El aire caliente de New Haven me golpeaba en la cara. Era una sensación extraña porque aunque por un lado me recordaba a cuando era niña y estaba acostumbrada, por otro lado , allí arriba en la cornisa me encontraba incomoda. Miré hacia abajo, al patio, a suficiente altura como para romperme una pierna. ¡Qué me había pasado! Antes del exilio hubiera recorrido la escasa distancia entre una ventana y otra sin ningún miramiento. Ahora estaba allí paralizada, rígida. Oí el ladrido de unos perros acercándose. Tenía que moverme. ¡Y aquel aire caliente!
De niña escalé por los andamios de una obra... Pero aunque me fue fácil subir, luego no podía bajar. Mi padre tuvo que venir a rescatarme avisado por los otros niños... Bueno, al parecer me puse a llorar como una magdalena mientras llamaba a mi padre.
¡Los ladridos! Los perros se acercaban y amenazaban con montar un escándalo. Me moví a duras penas, con el corazón agarrotado, temerosa de caerme, de resbalar... Me avergonzaba de mi misma, ¿tanto había degenerado mi cuerpo y mi espíritu? Lo peor era esa inseguridad que hacía aun más peligroso el avance.
Pero del dulce recuerdo de la infancia, los nervios y el miedo me enviaron de vuelta a la agria experiencia de la guerra. Al dar un paso tímido me encontré en aquel barranco de antaño donde a duras peras avanzábamos bajo los disparos de los fascistas.
Dirigía a mi pelotón. A un compañero le alcanzaron las balas lejanas y se precipitó sin remedio al vacío. Aceleré la marcha para escapar del fuego. Fue demasiado para aquellos niños que me acompañaban. Uno resbaló y cayó, pero logró sujetarse a duras penas de una roca. Sus compañeros trataban de subirle. Jack se llamaba. Rondaría los dieciséis años como la mayoría de mis soldados. Le gritaban que se tranquilizase, que les diera una mano para subirle. Entonces una bala alcanzó a otro muchacho. ¡No podíamos quedarnos allí parados! Sin movimiento éramos un blanco muy fácil. Tenía mi pistola desenfundada. No lo pensé dos veces: disparé a Jack y ordené continuar la marcha. Los demás soldados me miraron como si yo fuera la encarnación del diablo.

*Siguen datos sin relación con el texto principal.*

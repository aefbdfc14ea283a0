use thiserror::Error;

/// Shown for transport failures, where there is nothing more useful to say
pub const RETRY_MESSAGE: &str = "Something went wrong. Please try again.";

/// Shown when the server fails without an `error` field
pub const GENERIC_FAILURE: &str = "Something went wrong";

#[derive(Debug, Error)]
pub enum ClientError {
    #[error("Email is required")]
    EmailRequired,

    #[error("Unknown form field: {0}")]
    UnknownField(String),

    #[error("A submission is already in progress")]
    SubmissionInProgress,

    #[error("This form has already been submitted")]
    AlreadySubmitted,

    /// Non-2xx response from the endpoint
    #[error("{message}")]
    Rejected { status: u16, message: String },

    #[error("Network error: {0}")]
    Network(#[from] reqwest::Error),

    #[error("Invalid base URL: {0}")]
    InvalidUrl(#[from] url::ParseError),
}

impl ClientError {
    /// Text to show inline next to the form
    pub fn user_message(&self) -> String {
        match self {
            ClientError::Network(_) => RETRY_MESSAGE.to_string(),
            other => other.to_string(),
        }
    }
}

#[cfg(test)]
mod tests {
    use super::*;

    #[test]
    fn test_rejected_shows_server_message() {
        let err = ClientError::Rejected {
            status: 500,
            message: "duplicate key value".to_string(),
        };
        assert_eq!(err.user_message(), "duplicate key value");
    }

    #[test]
    fn test_validation_message_matches_server() {
        assert_eq!(
            ClientError::EmailRequired.user_message(),
            shared_types::waitlist::EMAIL_REQUIRED
        );
    }
}
pub mod types;
pub mod waitlist;

pub use types::{BusinessProfile, ComplianceItem, ComplianceReport, ItemStatus, Priority};
pub use waitlist::{ErrorBody, WaitlistEntry, WaitlistResponse};
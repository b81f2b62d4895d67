// This Source Code Form is subject to the terms of the Mozilla Public
// License, v. 2.0. If a copy of the MPL was not distributed with this
// file, You can obtain one at http://mozilla.org/MPL/2.0/.

//! Integration tests.
//!
//! Some help for laying out these tests was taken from:
//! https://matklad.github.io/2021/02/27/delete-cargo-integration-tests.html

mod beam_grid;
mod beam_models;
mod beam_plot;

use std::{
    fs::File,
    path::{Path, PathBuf},
    process::Output,
    str::from_utf8,
};

use assert_cmd::{output::OutputError, Command};

fn katbeam() -> Command {
    Command::cargo_bin("katbeam").unwrap()
}

fn get_cmd_output(result: Result<Output, OutputError>) -> (String, String) {
    let output = match result {
        Ok(o) => o,
        Err(o) => o.as_output().unwrap().clone(),
    };
    (
        from_utf8(&output.stdout).unwrap().to_string(),
        from_utf8(&output.stderr).unwrap().to_string(),
    )
}

fn make_file_in_dir<T: AsRef<Path>, U: AsRef<Path>>(filename: T, dir: U) -> (PathBuf, File) {
    let path = dir.as_ref().join(filename);
    let f = File::create(&path).expect("couldn't make file");
    (path, f)
}

#[test]
fn help_lists_subcommands() {
    let cmd = katbeam().arg("--help").ok();
    assert!(cmd.is_ok(), "{:?}", get_cmd_output(cmd));
    let (stdout, _) = get_cmd_output(cmd);
    for sub_command in ["beam-models", "beam-grid", "beam-plot"] {
        assert!(stdout.contains(sub_command), "{sub_command}");
    }
}

#[test]
fn no_arguments_is_an_error() {
    let cmd = katbeam().ok();
    assert!(cmd.is_err());
}

#[test]
fn version_is_reported() {
    let cmd = katbeam().arg("--version").ok();
    assert!(cmd.is_ok());
    let (stdout, _) = get_cmd_output(cmd);
    assert!(stdout.contains(env!("CARGO_PKG_VERSION")));
}
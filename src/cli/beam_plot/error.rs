// This Source Code Form is subject to the terms of the Mozilla Public
// License, v. 2.0. If a copy of the MPL was not distributed with this
// file, You can obtain one at http://mozilla.org/MPL/2.0/.

use thiserror::Error;

use crate::beam::BeamError;

#[derive(Error, Debug)]
pub(crate) enum BeamPlotError {
    #[cfg(not(feature = "plotting"))]
    #[error("katbeam was not compiled with the \"plotting\" feature.\nYou need to compile katbeam from source with this feature to plot beams.")]
    NoPlottingFeature,

    #[cfg(feature = "plotting")]
    #[error("Error from the plotters library: {0}")]
    Draw(#[from] super::plotting::DrawError),

    #[error(transparent)]
    Beam(#[from] BeamError),
}
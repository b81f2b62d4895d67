// This Source Code Form is subject to the terms of the Mozilla Public
// License, v. 2.0. If a copy of the MPL was not distributed with this
// file, You can obtain one at http://mozilla.org/MPL/2.0/.

//! Common arguments for command-line interfaces. Here, we abstract aspects of
//! `katbeam` that are shared between subcommands, e.g. the `beam-grid` and
//! `beam-plot` subcommands both sample a beam over a square patch of sky, so
//! the same sampling arguments are shared between them.

mod beam;
mod printers;

pub(super) use beam::{BeamSampling, BeamSamplingArgs, BeamSamplingArgsError};
pub(super) use printers::{display_warnings, InfoPrinter, Warn};

use itertools::Itertools;
use strum::IntoEnumIterator;
use strum_macros::{Display, EnumIter, EnumString};

use crate::{
    beam::Pol,
    constants::{DEFAULT_BEAM_EXTENT_DEG, DEFAULT_MODEL_NAME, DEFAULT_NUM_PIXELS},
    registry::KNOWN_MODELS_COMMA_SEPARATED,
};

/// The polarisation sampled when one isn't specified.
pub(super) const DEFAULT_POL: Pol = Pol::HH;

lazy_static::lazy_static! {
    pub(super) static ref ARG_FILE_TYPES_COMMA_SEPARATED: String = ArgFileTypes::iter().join(", ");

    pub(super) static ref ARG_FILE_HELP: String =
        format!("All arguments may be specified in a file. Any CLI arguments override arguments set in the file. Supported formats: {}", *ARG_FILE_TYPES_COMMA_SEPARATED);

    pub(super) static ref MODEL_HELP: String =
        format!("The name of the beam model. Available models: {}. Default: {DEFAULT_MODEL_NAME}", *KNOWN_MODELS_COMMA_SEPARATED);

    pub(super) static ref POL_HELP: String =
        format!("The beam response to sample. Valid values: {}. Default: {DEFAULT_POL}", Pol::iter().join(", "));

    pub(super) static ref EXTENT_HELP: String =
        format!("The side length of the square patch of sky to sample, centred on the pointing centre [degrees]. Default: {DEFAULT_BEAM_EXTENT_DEG}");

    pub(super) static ref NUM_PIXELS_HELP: String =
        format!("The number of samples along each side of the patch. Default: {DEFAULT_NUM_PIXELS}");
}

#[derive(Debug, Display, EnumIter, EnumString)]
pub(super) enum ArgFileTypes {
    #[strum(serialize = "toml")]
    Toml,
    #[strum(serialize = "json")]
    Json,
}

macro_rules! unpack_arg_file {
    ($arg_file:expr) => ({
        use std::{fs::File, io::Read, str::FromStr};

        use log::debug;

        use crate::cli::{common::{ArgFileTypes, ARG_FILE_TYPES_COMMA_SEPARATED}, KatbeamError};

        debug!("Attempting to parse argument file {}", $arg_file.display());

        let mut contents = String::new();
        let arg_file_type = $arg_file
            .extension()
            .and_then(|e| e.to_str())
            .map(|e| e.to_lowercase())
            .and_then(|e| ArgFileTypes::from_str(&e).ok());

        match arg_file_type {
            Some(ArgFileTypes::Toml) => {
                debug!("Parsing toml file...");
                let mut fh = File::open(&$arg_file)?;
                fh.read_to_string(&mut contents)?;
                match toml::from_str(&contents) {
                    Ok(p) => p,
                    Err(err) => {
                        return Err(KatbeamError::ArgFile(format!(
                            "Couldn't decode toml structure from {:?}:\n{err}",
                            $arg_file
                        )))
                    }
                }
            }
            Some(ArgFileTypes::Json) => {
                debug!("Parsing json file...");
                let mut fh = File::open(&$arg_file)?;
                fh.read_to_string(&mut contents)?;
                match serde_json::from_str(&contents) {
                    Ok(p) => p,
                    Err(err) => {
                        return Err(KatbeamError::ArgFile(format!(
                            "Couldn't decode json structure from {:?}:\n{err}",
                            $arg_file
                        )))
                    }
                }
            }

            _ => {
                return Err(KatbeamError::ArgFile(format!(
                    "Argument file '{:?}' doesn't have a recognised file extension! Valid extensions are: {}", $arg_file, *ARG_FILE_TYPES_COMMA_SEPARATED)
                ))
            }
        }
    });
}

No podía mostrarme vulnerable ante la tropa, pero me sorprendí a mi misma con ese acto de crueldad. ¡Yo no era un monstruo! Y además usando métodos similares a los de los fascistas... ¿En qué nos estábamos convirtiendo? ¿Qué nos estaba haciendo aquella guerra? Creía haber olvidado todo aquello. Pero algo así no se olvida nunca. No me siento orgullosa de lo que hice.
Cuando recordé aquel pasaje en la barandilla de la mansión rompí a llorar. Y así, hecha polvo, insegura y frustrada, con un último esfuerzo logré alcanzar la ventana contigua. Solo quería la firmeza y seguridad del interior, dejar la barandilla, así que no reparé en lo que había dentro de la habitación.